*** Material provided Section Begins ***
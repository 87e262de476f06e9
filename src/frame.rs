//! Raw bus frames and the logical-offset addressing scheme used by the
//! decoder's descriptors (§3, §4.B).

use bytes::Bytes;

/// One post-link-layer frame: `source | dest | type | offset | payload`.
///
/// The link layer (external to this crate) is responsible for CRC checking
/// and byte-stuffing/framing; by the time a `Frame` exists, those have
/// already passed.
#[derive(Debug, Clone, PartialEq, Eq)]
pub struct Frame {
    pub source: u8,
    pub dest: u8,
    pub type_id: u8,
    pub offset: u8,
    pub payload: Bytes,
}

impl Frame {
    /// Parse a frame out of a link-layer payload.
    ///
    /// Returns `None` if `bytes` is shorter than the four-byte header; the
    /// caller (the gateway) discards such frames silently, per spec.
    pub fn parse(bytes: impl Into<Bytes>) -> Option<Frame> {
        let bytes = bytes.into();
        if bytes.len() < 4 {
            return None;
        }
        Some(Frame {
            source: bytes[0],
            dest: bytes[1],
            type_id: bytes[2],
            offset: bytes[3],
            payload: bytes.slice(4..),
        })
    }

    /// `source == 0 && dest == 0 && type == 0`: the all-zero header the spec
    /// calls out as invalid regardless of payload.
    pub fn is_invalid_header(&self) -> bool {
        self.source == 0 && self.dest == 0 && self.type_id == 0
    }

    /// Whether the destination's high bit marks this as a polling request.
    pub fn is_polling(&self) -> bool {
        crate::address::wants_response(self.dest)
    }

    /// One past the last logical offset this frame's payload covers.
    pub fn logical_end(&self) -> usize {
        self.offset as usize + self.payload.len()
    }

    /// `canAccess(logical_offset, width)`: does this frame's payload fully
    /// cover `width` bytes starting at logical offset `logical_offset`?
    ///
    /// Boundary: `logical_offset + width == logical_end()` is in range
    /// (§8 boundary case).
    pub fn can_access(&self, logical_offset: usize, width: usize) -> bool {
        logical_offset >= self.offset as usize && logical_offset + width <= self.logical_end()
    }

    /// The `width`-byte slice at logical offset `logical_offset`, or `None`
    /// if it isn't fully within the payload.
    pub fn logical_bytes(&self, logical_offset: usize, width: usize) -> Option<&[u8]> {
        if !self.can_access(logical_offset, width) {
            return None;
        }
        let start = logical_offset - self.offset as usize;
        Some(&self.payload[start..start + width])
    }
}

#[cfg(test)]
mod tests {
    use super::*;

    #[test]
    fn too_short_is_none() {
        assert!(Frame::parse(&[0x00, 0x00, 0x05][..]).is_none());
    }

    #[test]
    fn parses_header_and_payload() {
        let f = Frame::parse(&[0x08, 0x0B, 0x18, 0x00, 0xAB, 0xCD][..]).unwrap();
        assert_eq!(f.source, 0x08);
        assert_eq!(f.dest, 0x0B);
        assert_eq!(f.type_id, 0x18);
        assert_eq!(f.offset, 0x00);
        assert_eq!(&f.payload[..], &[0xAB, 0xCD]);
    }

    #[test]
    fn invalid_all_zero_header() {
        let f = Frame::parse(&[0x00, 0x00, 0x00, 0x05, 0xAB, 0xCD][..]).unwrap();
        assert!(f.is_invalid_header());
    }

    #[test]
    fn can_access_boundary_is_inclusive() {
        let f = Frame::parse(&[0x08, 0x0B, 0x18, 0x02, 0xAA, 0xBB][..]).unwrap();
        // payload covers logical offsets 2..4
        assert!(f.can_access(2, 2));
        assert!(!f.can_access(2, 3));
        assert!(!f.can_access(1, 2));
    }

    #[test]
    fn logical_offset_shifts_indexing() {
        let f = Frame::parse(&[0x08, 0x0B, 0x18, 0x05, 0x11, 0x22, 0x33][..]).unwrap();
        assert_eq!(f.logical_bytes(5, 1), Some(&[0x11][..]));
        assert_eq!(f.logical_bytes(7, 1), Some(&[0x33][..]));
        assert_eq!(f.logical_bytes(8, 1), None);
        assert_eq!(f.logical_bytes(4, 1), None);
    }
}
*** Material provided Section Ends ***
About this exercise: Output the full listing above once again, verbatim.

Reply:
repository 87e262de476f06e9
filename src/frame.rs
//! Raw bus frames and the logical-offset addressing scheme used by the
//! decoder's descriptors (§3, §4.B).

use bytes::Bytes;

/// One post-link-layer frame: `source | dest | type | offset | payload`.
///
/// The link layer (external to this crate) is responsible for CRC checking
/// and byte-stuffing/framing; by the time a `Frame` exists, those have
/// already passed.
#[derive(Debug, Clone, PartialEq, Eq)]
pub struct Frame {
    pub source: u8,
    pub dest: u8,
    pub type_id: u8,
    pub offset: u8,
    pub payload: Bytes,
}

impl Frame {
    /// Parse a frame out of a link-layer payload.
    ///
    /// Returns `None` if `bytes` is shorter than the four-byte header; the
    /// caller (the gateway) discards such frames silently, per spec.
    pub fn parse(bytes: impl Into<Bytes>) -> Option<Frame> {
        let bytes = bytes.into();
        if bytes.len() < 4 {
            return None;
        }
        Some(Frame {
            source: bytes[0],
            dest: bytes[1],
            type_id: bytes[2],
            offset: bytes[3],
            payload: bytes.slice(4..),
        })
    }

    /// `source == 0 && dest == 0 && type == 0`: the all-zero header the spec
    /// calls out as invalid regardless of payload.
    pub fn is_invalid_header(&self) -> bool {
        self.source == 0 && self.dest == 0 && self.type_id == 0
    }

    /// Whether the destination's high bit marks this as a polling request.
    pub fn is_polling(&self) -> bool {
        crate::address::wants_response(self.dest)
    }

    /// One past the last logical offset this frame's payload covers.
    pub fn logical_end(&self) -> usize {
        self.offset as usize + self.payload.len()
    }

    /// `canAccess(logical_offset, width)`: does this frame's payload fully
    /// cover `width` bytes starting at logical offset `logical_offset`?
    ///
    /// Boundary: `logical_offset + width == logical_end()` is in range
    /// (§8 boundary case).
    pub fn can_access(&self, logical_offset: usize, width: usize) -> bool {
        logical_offset >= self.offset as usize && logical_offset + width <= self.logical_end()
    }

    /// The `width`-byte slice at logical offset `logical_offset`, or `None`
    /// if it isn't fully within the payload.
    pub fn logical_bytes(&self, logical_offset: usize, width: usize) -> Option<&[u8]> {
        if !self.can_access(logical_offset, width) {
            return None;
        }
        let start = logical_offset - self.offset as usize;
        Some(&self.payload[start..start + width])
    }
}

#[cfg(test)]
mod tests {
    use super::*;

    #[test]
    fn too_short_is_none() {
        assert!(Frame::parse(&[0x00, 0x00, 0x05][..]).is_none());
    }

    #[test]
    fn parses_header_and_payload() {
        let f = Frame::parse(&[0x08, 0x0B, 0x18, 0x00, 0xAB, 0xCD][..]).unwrap();
        assert_eq!(f.source, 0x08);
        assert_eq!(f.dest, 0x0B);
        assert_eq!(f.type_id, 0x18);
        assert_eq!(f.offset, 0x00);
        assert_eq!(&f.payload[..], &[0xAB, 0xCD]);
    }

    #[test]
    fn invalid_all_zero_header() {
        let f = Frame::parse(&[0x00, 0x00, 0x00, 0x05, 0xAB, 0xCD][..]).unwrap();
        assert!(f.is_invalid_header());
    }

    #[test]
    fn can_access_boundary_is_inclusive() {
        let f = Frame::parse(&[0x08, 0x0B, 0x18, 0x02, 0xAA, 0xBB][..]).unwrap();
        // payload covers logical offsets 2..4
        assert!(f.can_access(2, 2));
        assert!(!f.can_access(2, 3));
        assert!(!f.can_access(1, 2));
    }

    #[test]
    fn logical_offset_shifts_indexing() {
        let f = Frame::parse(&[0x08, 0x0B, 0x18, 0x05, 0x11, 0x22, 0x33][..]).unwrap();
        assert_eq!(f.logical_bytes(5, 1), Some(&[0x11][..]));
        assert_eq!(f.logical_bytes(7, 1), Some(&[0x33][..]));
        assert_eq!(f.logical_bytes(8, 1), None);
        assert_eq!(f.logical_bytes(4, 1), None);
    }
}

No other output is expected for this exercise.